Oito milhões de mortes no mundo
A saúde sofre impactos indiretos constantes por qualquer que seja o tamanho da frota veicular. Lançada em 2015, resolução da Organização Mundial da Saúde (OMS) associa a poluição atmosférica à morte de mais de oito milhões de pessoas no mundo anualmente.
Para fazer uma avaliação mais apurada dos danos dessa ordem, o Instituto Saúde e Sustentabilidade, ligado à Universidade de São Paulo (USP) estima que, em São Paulo, a deterioração do ar ocasiona 4 mil mortes prematuras ao ano apenas na capital, além de reduzir a expectativa de vida em 1,5 anos.
A pesquisa também estimula uma reflexão decisiva em âmbito mundial: se não forem tomadas providências, a poluição atmosférica pode se tornar a principal causa ambiental de mortalidade prematura em 2050.
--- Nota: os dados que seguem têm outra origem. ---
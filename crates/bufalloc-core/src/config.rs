//! Allocator configuration.
//!
//! Two settings can come from the environment:
//! - `BUFALLOC_FAILURE_POLICY`: `recoverable` (default) returns every failure
//!   as an [`AllocError`](crate::AllocError). `abort` logs contract violations
//!   at ERROR and then aborts the process.
//! - `BUFALLOC_LOG`: minimum level kept by each allocator's lifecycle log
//!   (`trace`, `debug`, `info` (default), `warn`, `error`).
//!
//! Both are read once and cached.

use std::sync::atomic::{AtomicU8, Ordering};

use crate::header::WORD;
use crate::log::LogLevel;

/// Alignment used when a caller does not pass one: two machine words.
pub const DEFAULT_ALIGN: usize = 2 * WORD;

/// What an allocator does after logging a contract violation.
#[derive(Debug, Default, Clone, Copy, PartialEq, Eq, Hash)]
pub enum FailurePolicy {
    /// Return the error to the caller.
    #[default]
    Recoverable,
    /// Abort the process after logging the violation.
    Abort,
}

impl FailurePolicy {
    /// Parse from string (case-insensitive).
    #[must_use]
    pub fn from_str_loose(s: &str) -> Self {
        match s.trim().to_ascii_lowercase().as_str() {
            "abort" | "fatal" | "strict" | "panic" => Self::Abort,
            _ => Self::Recoverable,
        }
    }
}

/// Per-allocator settings.
#[derive(Debug, Clone, Copy, PartialEq, Eq)]
pub struct AllocatorConfig {
    /// Alignment applied by operations that do not take one explicitly.
    pub align: usize,
    pub failure_policy: FailurePolicy,
    /// Records below this level are dropped.
    pub log_level: LogLevel,
}

impl Default for AllocatorConfig {
    fn default() -> Self {
        Self {
            align: DEFAULT_ALIGN,
            failure_policy: FailurePolicy::Recoverable,
            log_level: LogLevel::Info,
        }
    }
}

impl AllocatorConfig {
    /// Default alignment with policy and log level taken from the environment.
    #[must_use]
    pub fn from_env() -> Self {
        Self {
            align: DEFAULT_ALIGN,
            failure_policy: failure_policy(),
            log_level: log_level(),
        }
    }

    #[must_use]
    pub fn with_align(mut self, align: usize) -> Self {
        self.align = align;
        self
    }

    #[must_use]
    pub fn with_failure_policy(mut self, policy: FailurePolicy) -> Self {
        self.failure_policy = policy;
        self
    }

    #[must_use]
    pub fn with_log_level(mut self, level: LogLevel) -> Self {
        self.log_level = level;
        self
    }
}

// 0 = unresolved, otherwise the encoded value + 1.
static CACHED_POLICY: AtomicU8 = AtomicU8::new(0);
static CACHED_LOG_LEVEL: AtomicU8 = AtomicU8::new(0);

fn policy_to_u8(policy: FailurePolicy) -> u8 {
    match policy {
        FailurePolicy::Recoverable => 1,
        FailurePolicy::Abort => 2,
    }
}

fn u8_to_policy(v: u8) -> FailurePolicy {
    match v {
        2 => FailurePolicy::Abort,
        _ => FailurePolicy::Recoverable,
    }
}

fn level_to_u8(level: LogLevel) -> u8 {
    match level {
        LogLevel::Trace => 1,
        LogLevel::Debug => 2,
        LogLevel::Info => 3,
        LogLevel::Warn => 4,
        LogLevel::Error => 5,
    }
}

fn u8_to_level(v: u8) -> LogLevel {
    match v {
        1 => LogLevel::Trace,
        2 => LogLevel::Debug,
        4 => LogLevel::Warn,
        5 => LogLevel::Error,
        _ => LogLevel::Info,
    }
}

/// Failure policy from `BUFALLOC_FAILURE_POLICY` (cached after the first call).
#[must_use]
pub fn failure_policy() -> FailurePolicy {
    let cached = CACHED_POLICY.load(Ordering::Relaxed);
    if cached != 0 {
        return u8_to_policy(cached);
    }
    let policy = std::env::var("BUFALLOC_FAILURE_POLICY")
        .map(|v| FailurePolicy::from_str_loose(&v))
        .unwrap_or_default();
    CACHED_POLICY.store(policy_to_u8(policy), Ordering::Release);
    policy
}

/// Minimum log level from `BUFALLOC_LOG` (cached after the first call).
#[must_use]
pub fn log_level() -> LogLevel {
    let cached = CACHED_LOG_LEVEL.load(Ordering::Relaxed);
    if cached != 0 {
        return u8_to_level(cached);
    }
    let level = std::env::var("BUFALLOC_LOG")
        .map(|v| LogLevel::from_str_loose(&v))
        .unwrap_or(LogLevel::Info);
    CACHED_LOG_LEVEL.store(level_to_u8(level), Ordering::Release);
    level
}
//! Structured allocator lifecycle logging.
//!
//! Each allocator owns a [`LifecycleLog`]. Records carry a monotonic decision
//! id, a correlation trace id, a severity and a machine-readable event label.
//! They are kept in memory (drained by callers or tests) and optionally
//! forwarded to a [`DiagnosticSink`].
//!
//! Records below the minimum level cost nothing: details are formatted only
//! after the level check, so a quiet allocator never touches the heap. At most
//! [`DEFAULT_MAX_RECORDS`] records are retained between drains; later ones
//! still reach the sink and are counted by [`LifecycleLog::dropped`].

use std::fmt;

use serde::Serialize;

use crate::config::FailurePolicy;
use crate::error::{AllocError, ErrorKind};

/// Records retained in memory before new ones are only forwarded to the sink.
pub const DEFAULT_MAX_RECORDS: usize = 4096;

/// Allocator lifecycle log level.
#[derive(Debug, Clone, Copy, PartialEq, Eq, PartialOrd, Ord, Hash, Serialize)]
#[serde(rename_all = "lowercase")]
pub enum LogLevel {
    Trace,
    Debug,
    Info,
    Warn,
    Error,
}

impl LogLevel {
    /// Parse from string (case-insensitive); unknown input maps to `Info`.
    #[must_use]
    pub fn from_str_loose(s: &str) -> Self {
        match s.trim().to_ascii_lowercase().as_str() {
            "trace" => Self::Trace,
            "debug" => Self::Debug,
            "warn" | "warning" => Self::Warn,
            "error" | "err" => Self::Error,
            _ => Self::Info,
        }
    }

    #[must_use]
    pub const fn as_str(self) -> &'static str {
        match self {
            Self::Trace => "TRACE",
            Self::Debug => "DEBUG",
            Self::Info => "INFO",
            Self::Warn => "WARN",
            Self::Error => "ERR",
        }
    }
}

/// Structured allocator lifecycle record.
#[derive(Debug, Clone, PartialEq, Eq, Serialize)]
pub struct LogRecord {
    /// Monotonic decision/event id, per allocator.
    pub decision_id: u64,
    /// Correlation id for this record.
    pub trace_id: String,
    pub level: LogLevel,
    /// Allocator family (`arena`, `stack`, `pool`, `free_list`, `dyn_array`).
    pub allocator: &'static str,
    /// Operation that produced the record (`alloc`, `free`, `pop`, ...).
    pub symbol: &'static str,
    /// Event kind (`alloc`, `exhausted`, `coalesce`, ...).
    pub event: &'static str,
    /// Buffer offset involved in the event.
    pub offset: Option<usize>,
    /// Size value involved in the event.
    pub size: Option<usize>,
    /// Machine-readable outcome label.
    pub outcome: &'static str,
    /// Free-form details for debugging.
    pub details: String,
}

impl LogRecord {
    /// Serialize to a single JSONL line (no trailing newline).
    pub fn to_jsonl(&self) -> Result<String, serde_json::Error> {
        serde_json::to_string(self)
    }

    /// Human-readable single line, e.g. `WARN  pool::alloc exhausted (...)`.
    #[must_use]
    pub fn to_line(&self) -> String {
        format!(
            "{:<5} {}::{} {} [{}] {}",
            self.level.as_str(),
            self.allocator,
            self.symbol,
            self.event,
            self.outcome,
            self.details
        )
    }
}

/// Receiver for lifecycle records (the diagnostic sink).
pub trait DiagnosticSink: Send {
    fn emit(&mut self, record: &LogRecord);
}

impl<F> DiagnosticSink for F
where
    F: FnMut(&LogRecord) + Send,
{
    fn emit(&mut self, record: &LogRecord) {
        self(record);
    }
}

/// Writes each record to stderr as one line.
#[derive(Debug, Default, Clone, Copy)]
pub struct StderrSink;

impl DiagnosticSink for StderrSink {
    fn emit(&mut self, record: &LogRecord) {
        eprintln!("{}", record.to_line());
    }
}

/// Per-allocator log buffer plus failure-policy enforcement.
pub struct LifecycleLog {
    allocator: &'static str,
    min_level: LogLevel,
    policy: FailurePolicy,
    next_decision_id: u64,
    records: Vec<LogRecord>,
    max_records: usize,
    dropped: u64,
    sink: Option<Box<dyn DiagnosticSink>>,
}

impl LifecycleLog {
    #[must_use]
    pub fn new(allocator: &'static str, min_level: LogLevel, policy: FailurePolicy) -> Self {
        Self {
            allocator,
            min_level,
            policy,
            next_decision_id: 1,
            records: Vec::new(),
            max_records: DEFAULT_MAX_RECORDS,
            dropped: 0,
            sink: None,
        }
    }

    /// Forward every kept record to `sink` as well.
    pub fn set_sink(&mut self, sink: Box<dyn DiagnosticSink>) {
        self.sink = Some(sink);
    }

    pub fn set_min_level(&mut self, level: LogLevel) {
        self.min_level = level;
    }

    /// Caps the number of retained records. Zero keeps none.
    pub fn set_max_records(&mut self, max: usize) {
        self.max_records = max;
    }

    /// Records that reached the log after the retention cap was hit.
    #[must_use]
    pub fn dropped(&self) -> u64 {
        self.dropped
    }

    #[must_use]
    pub fn min_level(&self) -> LogLevel {
        self.min_level
    }

    #[must_use]
    pub fn policy(&self) -> FailurePolicy {
        self.policy
    }

    #[must_use]
    pub fn enabled(&self, level: LogLevel) -> bool {
        level >= self.min_level
    }

    #[allow(clippy::too_many_arguments)]
    pub(crate) fn record(
        &mut self,
        level: LogLevel,
        symbol: &'static str,
        event: &'static str,
        offset: Option<usize>,
        size: Option<usize>,
        outcome: &'static str,
        details: impl fmt::Display,
    ) {
        if !self.enabled(level) {
            return;
        }
        let decision_id = self.next_decision_id;
        self.next_decision_id = self.next_decision_id.wrapping_add(1);
        let record = LogRecord {
            decision_id,
            trace_id: format!(
                "bufalloc::{}::{}::{:016x}",
                self.allocator, symbol, decision_id
            ),
            level,
            allocator: self.allocator,
            symbol,
            event,
            offset,
            size,
            outcome,
            details: details.to_string(),
        };
        if let Some(sink) = self.sink.as_mut() {
            sink.emit(&record);
        }
        if self.records.len() < self.max_records {
            self.records.push(record);
        } else {
            self.dropped = self.dropped.wrapping_add(1);
        }
    }

    /// Logs `err` at the level its kind calls for and hands it back.
    ///
    /// Under [`FailurePolicy::Abort`] a contract violation terminates the
    /// process after the record has been emitted.
    pub(crate) fn reject(
        &mut self,
        symbol: &'static str,
        err: AllocError,
        offset: Option<usize>,
        size: Option<usize>,
    ) -> AllocError {
        let (level, outcome) = match err.kind() {
            ErrorKind::ContractViolation => (LogLevel::Error, "violation"),
            ErrorKind::Exhausted => (LogLevel::Warn, "exhausted"),
            ErrorKind::InvalidArgument => (LogLevel::Warn, "rejected"),
        };
        self.record(level, symbol, err.event(), offset, size, outcome, &err);
        if err.kind().is_fatal() && self.policy == FailurePolicy::Abort {
            eprintln!("bufalloc: {}::{symbol}: {err}", self.allocator);
            std::process::abort();
        }
        err
    }

    /// Returns a view of the kept records.
    #[must_use]
    pub fn records(&self) -> &[LogRecord] {
        &self.records
    }

    /// Drains the kept records and resets the dropped counter.
    pub fn drain(&mut self) -> Vec<LogRecord> {
        self.dropped = 0;
        std::mem::take(&mut self.records)
    }
}

impl fmt::Debug for LifecycleLog {
    fn fmt(&self, f: &mut fmt::Formatter<'_>) -> fmt::Result {
        f.debug_struct("LifecycleLog")
            .field("allocator", &self.allocator)
            .field("min_level", &self.min_level)
            .field("policy", &self.policy)
            .field("records", &self.records.len())
            .field("dropped", &self.dropped)
            .field("sink", &self.sink.is_some())
            .finish()
    }
}
//! # bufalloc-core
//!
//! Fixed-region allocators that sub-allocate inside a caller-supplied byte
//! buffer, plus a heap-backed growable array.
//!
//! Buffer allocators borrow the buffer (`&mut [u8]`) for their whole lifetime
//! and hand out offsets relative to its start. Alignment is computed against
//! the buffer's real address. Intrusive headers live in the buffer bytes and
//! are read and written with bounds-checked word accesses. No `unsafe` code is
//! permitted in this crate.

#![deny(unsafe_code)]

pub mod align;
pub mod arena;
pub mod config;
pub mod dyn_array;
pub mod error;
pub mod free_list;
mod header;
pub mod log;
pub mod pool;
pub mod stack;
pub mod sync;

pub use arena::Arena;
pub use config::{AllocatorConfig, DEFAULT_ALIGN, FailurePolicy};
pub use dyn_array::DynArray;
pub use error::{AllocError, ContractExt, ErrorKind};
pub use free_list::{BlockInfo, FreeList, Placement};
pub use log::{DEFAULT_MAX_RECORDS, DiagnosticSink, LifecycleLog, LogLevel, LogRecord, StderrSink};
pub use pool::Pool;
pub use stack::Stack;
pub use sync::Locked;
“O aumento no número de veículos tem trazido muitos transtornos, pois a quantidade de vias é a mesma de 20, 30 anos atrás. Algumas dessas consequências, que envolvem a redução da imunidade de maneira geral, são os quadros de conjuntivite química, dermatite pela obstrução de glândulas, enfisema pulmonar e problemas respiratórios, como sinusite e bronquite, agravados pela poluição”, enumera Alves Junior.
Outra decorrência destacada pelo especialista advém da poluição sonora. “Já é comprovado que 22% dos paulistanos têm problemas auditivos por conta dos ruídos do trânsito”, ressalta.
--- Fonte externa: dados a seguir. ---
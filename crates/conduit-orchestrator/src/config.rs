//! Agent configuration file support.
//!
//! Settings are layered: global file, local file, environment, then
//! whatever the caller applies on top (command-line flags). Every field is
//! optional in the file form so that later layers only override what they
//! actually set.

use conduit_models::{ModelConfig, ModelType};
use serde::{Deserialize, Serialize};
use std::path::{Path, PathBuf};
use std::time::Duration;
use tracing::debug;

use crate::error::ConfigError;
use crate::history::DEFAULT_HISTORY_LIMIT;
use crate::planner::{DEFAULT_HISTORY_WINDOW, DEFAULT_PLANNING_TIMEOUT};

/// Default text model.
pub const DEFAULT_MODEL_ID: &str = "gemini-2.5-flash";

/// Default provider name.
pub const DEFAULT_PROVIDER: &str = "gemini";

/// Result type for configuration operations.
pub type ConfigResult<T> = std::result::Result<T, ConfigError>;

/// Model provider settings.
#[derive(Debug, Clone, Default, PartialEq, Eq, Serialize, Deserialize)]
pub struct ModelSettings {
    /// `gemini` or `mock`
    #[serde(default)]
    pub provider: Option<String>,

    /// Text model id
    #[serde(default)]
    pub model_id: Option<String>,

    /// Model used for OCR; defaults to `model_id`
    #[serde(default)]
    pub vision_model_id: Option<String>,

    /// Provider API key
    #[serde(default)]
    pub api_key: Option<String>,
}

/// Agent configuration.
#[derive(Debug, Clone, Default, PartialEq, Eq, Serialize, Deserialize)]
pub struct AgentConfig {
    /// Bound on the planning model call, in seconds
    #[serde(default)]
    pub planning_timeout_secs: Option<u64>,

    /// Messages kept per conversation
    #[serde(default)]
    pub history_limit: Option<usize>,

    /// Messages shown to the planner and in answer prompts
    #[serde(default)]
    pub history_window: Option<usize>,

    /// Log level
    #[serde(default)]
    pub log_level: Option<String>,

    /// Model provider settings
    #[serde(default)]
    pub model: ModelSettings,
}

impl AgentConfig {
    /// Load configuration from a TOML file.
    pub fn load_from_file(path: &Path) -> ConfigResult<Self> {
        let content = std::fs::read_to_string(path)
            .map_err(|e| ConfigError::ReadError(format!("{}: {}", path.display(), e)))?;

        toml::from_str(&content).map_err(|e| ConfigError::ParseError(format!("{}: {}", path.display(), e)))
    }

    /// Save configuration to a TOML file.
    pub fn save_to_file(&self, path: &Path) -> ConfigResult<()> {
        let content = toml::to_string_pretty(self)
            .map_err(|e| ConfigError::ParseError(format!("Failed to serialize: {}", e)))?;

        if let Some(parent) = path.parent() {
            std::fs::create_dir_all(parent)
                .map_err(|e| ConfigError::ReadError(format!("Failed to create directory: {}", e)))?;
        }

        std::fs::write(path, content).map_err(|e| ConfigError::ReadError(format!("Failed to write file: {}", e)))
    }

    /// Get default global configuration file path.
    pub fn default_global_path() -> PathBuf {
        dirs::home_dir().unwrap_or_else(|| PathBuf::from(".")).join(".conduit").join("config.toml")
    }

    /// Get default local configuration file path.
    pub fn default_local_path() -> PathBuf {
        PathBuf::from(".conduitrc")
    }

    /// Discover and load configuration files, then apply the process
    /// environment.
    ///
    /// Loads configuration from:
    /// 1. Global config (~/.conduit/config.toml)
    /// 2. Local config (./.conduitrc)
    /// 3. Environment variables
    ///
    /// Later sources override earlier ones. Missing files are skipped; a file
    /// that exists but cannot be read or parsed is an error.
    pub fn discover_and_load() -> ConfigResult<Self> {
        let mut config = Self::load_layers(&[Self::default_global_path(), Self::default_local_path()])?;
        config.apply_env(|key| std::env::var(key).ok());
        Ok(config)
    }

    /// Merges the given files in order, skipping those that do not exist.
    pub fn load_layers(paths: &[PathBuf]) -> ConfigResult<Self> {
        let mut config = Self::default();
        for path in paths {
            if !path.exists() {
                continue;
            }
            debug!(path = %path.display(), "Loading configuration file");
            config.merge(&Self::load_from_file(path)?);
        }
        Ok(config)
    }

    /// Merge another configuration into this one.
    ///
    /// Values from `other` override values in `self` if they are Some.
    pub fn merge(&mut self, other: &Self) {
        fn take<T: Clone>(slot: &mut Option<T>, value: Option<&T>) {
            if let Some(value) = value {
                *slot = Some(value.clone());
            }
        }

        take(&mut self.model.provider, other.model.provider.as_ref());
        take(&mut self.model.model_id, other.model.model_id.as_ref());
        take(&mut self.model.vision_model_id, other.model.vision_model_id.as_ref());
        take(&mut self.model.api_key, other.model.api_key.as_ref());
        take(&mut self.planning_timeout_secs, other.planning_timeout_secs.as_ref());
        take(&mut self.history_limit, other.history_limit.as_ref());
        take(&mut self.history_window, other.history_window.as_ref());
        take(&mut self.log_level, other.log_level.as_ref());
    }

    /// Applies environment overrides read through `lookup`.
    ///
    /// Recognized variables: `GEMINI_API_KEY`, `CONDUIT_PROVIDER`,
    /// `CONDUIT_MODEL`, `CONDUIT_LOG_LEVEL`. Empty values are ignored.
    pub fn apply_env<F>(&mut self, lookup: F)
    where
        F: Fn(&str) -> Option<String>,
    {
        let read = |key: &str| lookup(key).filter(|value| !value.trim().is_empty());

        if let Some(api_key) = read("GEMINI_API_KEY") {
            self.model.api_key = Some(api_key);
        }
        if let Some(provider) = read("CONDUIT_PROVIDER") {
            self.model.provider = Some(provider);
        }
        if let Some(model_id) = read("CONDUIT_MODEL") {
            self.model.model_id = Some(model_id);
        }
        if let Some(log_level) = read("CONDUIT_LOG_LEVEL") {
            self.log_level = Some(log_level);
        }
    }

    /// The configured provider.
    pub fn provider(&self) -> ConfigResult<ModelType> {
        let name = self.model.provider.as_deref().unwrap_or(DEFAULT_PROVIDER);
        name.parse::<ModelType>()
            .map_err(|()| ConfigError::InvalidValue(format!("unknown model provider '{name}'")))
    }

    /// Text model id.
    pub fn model_id(&self) -> &str {
        self.model.model_id.as_deref().unwrap_or(DEFAULT_MODEL_ID)
    }

    /// OCR model id.
    pub fn vision_model_id(&self) -> &str {
        self.model.vision_model_id.as_deref().unwrap_or_else(|| self.model_id())
    }

    /// Bound on the planning model call.
    pub fn planning_timeout(&self) -> Duration {
        self.planning_timeout_secs.map_or(DEFAULT_PLANNING_TIMEOUT, Duration::from_secs)
    }

    /// Messages kept per conversation.
    pub fn history_limit(&self) -> usize {
        self.history_limit.unwrap_or(DEFAULT_HISTORY_LIMIT)
    }

    /// Messages shown to the planner and in answer prompts.
    pub fn history_window(&self) -> usize {
        self.history_window.unwrap_or(DEFAULT_HISTORY_WINDOW)
    }

    /// Checks values that would only fail later at run time.
    pub fn validate(&self) -> ConfigResult<()> {
        self.provider()?;
        if self.planning_timeout_secs == Some(0) {
            return Err(ConfigError::InvalidValue("planning_timeout_secs must be positive".to_string()));
        }
        if self.history_limit == Some(0) {
            return Err(ConfigError::InvalidValue("history_limit must be positive".to_string()));
        }
        Ok(())
    }

    /// Model configuration for the text model.
    pub fn model_config(&self) -> ConfigResult<ModelConfig> {
        self.build_model_config(self.model_id())
    }

    /// Model configuration for the OCR model.
    pub fn vision_model_config(&self) -> ConfigResult<ModelConfig> {
        self.build_model_config(self.vision_model_id())
    }

    fn build_model_config(&self, model_id: &str) -> ConfigResult<ModelConfig> {
        let mut config = ModelConfig::new(self.provider()?, model_id.to_string());
        if let Some(api_key) = &self.model.api_key {
            config = config.with_api_key(api_key.clone());
        }
        Ok(config)
    }
}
Além dos inúmeros malefícios à saúde, os congestionamentos quilométricos comprometem o meio ambiente. Conforme o médico, os vapores lançados ao meio ambiente pela queima de combustível aumentam a temperatura nas zonas de maior concentração de veículos. “Nesses pontos, é possível aferir até 4°C acima do que no restante da cidade. Os gases liberados nessa queima também barram a dissipação do ar, provocando o efeito estufa, problema gravíssimo para o planeta”, elucida.
Dos males, o pior
De acordo com o químico e consultor de mobilidade urbana, Antônio de Veiga, há uma série de variáveis que interfere neste cenário de malefícios à saúde e ao meio ambiente, sendo o combustível um agravante decisivo. “Ao falarmos de veículos, aqueles movidos a diesel são, sem dúvida, os grandes vilões, como é o caso de muitas caminhonetes. Essa frota polui cinco vezes mais do que a movida à gasolina”, compara.
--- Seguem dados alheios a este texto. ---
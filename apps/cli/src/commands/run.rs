//! Run command implementation.
//!
//! Sends one request through the agent and prints the result.

use anyhow::{Result, bail};
use colored::Colorize;
use conduit_orchestrator::{Agent, AgentConfig, AgentRequest, ResponseStatus};
use std::path::PathBuf;

use super::setup;

/// Options for a single request.
#[derive(Debug, Default)]
pub struct RunOptions {
    pub text: Option<String>,
    pub file: Option<PathBuf>,
    pub conversation_id: Option<String>,
    pub clarification_answer: Option<String>,
    pub json: bool,
}

/// Builds the request described by `options`.
fn build_request(options: &RunOptions) -> Result<AgentRequest> {
    if options.text.is_none() && options.file.is_none() {
        bail!("Nothing to run: pass request text, --file, or both");
    }

    let mut request = AgentRequest { text: options.text.clone(), ..AgentRequest::default() };
    if let Some(path) = &options.file {
        request = request.with_attachment(setup::read_attachment(path)?);
    }
    if let Some(id) = &options.conversation_id {
        request = request.with_conversation_id(id.clone());
    }
    if let Some(answer) = &options.clarification_answer {
        request = request.with_clarification_answer(answer.clone());
    }
    Ok(request)
}

/// Execute the run command.
pub async fn execute(config: &AgentConfig, options: RunOptions) -> Result<()> {
    let request = build_request(&options)?;
    let agent = Agent::from_config(config)?;

    if !options.json {
        println!("{}", "conduit run".bold().cyan());
        println!();
    }

    let response = agent.run(request).await;

    if options.json {
        println!("{}", serde_json::to_string_pretty(&response)?);
    } else {
        setup::print_response(&response);
    }

    if response.status == ResponseStatus::Error {
        bail!(response.error.unwrap_or_else(|| "request failed".to_string()));
    }
    Ok(())
}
Como derivado fóssil, o diesel resulta na emissão de gases e vapores, fuligem e enxofre, altamente prejudiciais ao organismo. Este último, responsável pela ocorrência do fenômeno da chuva ácida. “Uma criança dentro de um transporte escolar movido a diesel respira quatro vezes mais desses gases tóxicos do que ao caminhar pelas ruas”, compara Veiga. Ele adverte ainda que a fuligem já é associada a 8% das mortes de idosos. “Em grávidas, a poluição veicular também compromete o desenvolvimento neurológico dos fetos, com possibilidade de gerar mutações genéticas”, acrescenta.
Para o químico, a solução para conter esses índices deve vir da combinação de três fatores determinantes: inspeção veicular, melhoria da qualidade dos combustíveis, e controle regional dos centros urbanos quanto à emissão de poluentes.
“Atualmente, os automóveis já saem das montadoras com catalisadores, que convertem o que polui em substâncias menos agressivas. A grande questão é que as frotas são defasadas e por isso a inspeção é fundamental”, pondera.
O usuário, contudo, não está isento de responsabilidade de construir cidades mais sustentáveis. “Se eu uso automóvel que queima fuligem, devo me doutrinar a ir ao mecânico periodicamente. É preciso conscientização e respeito com o outro”, orienta.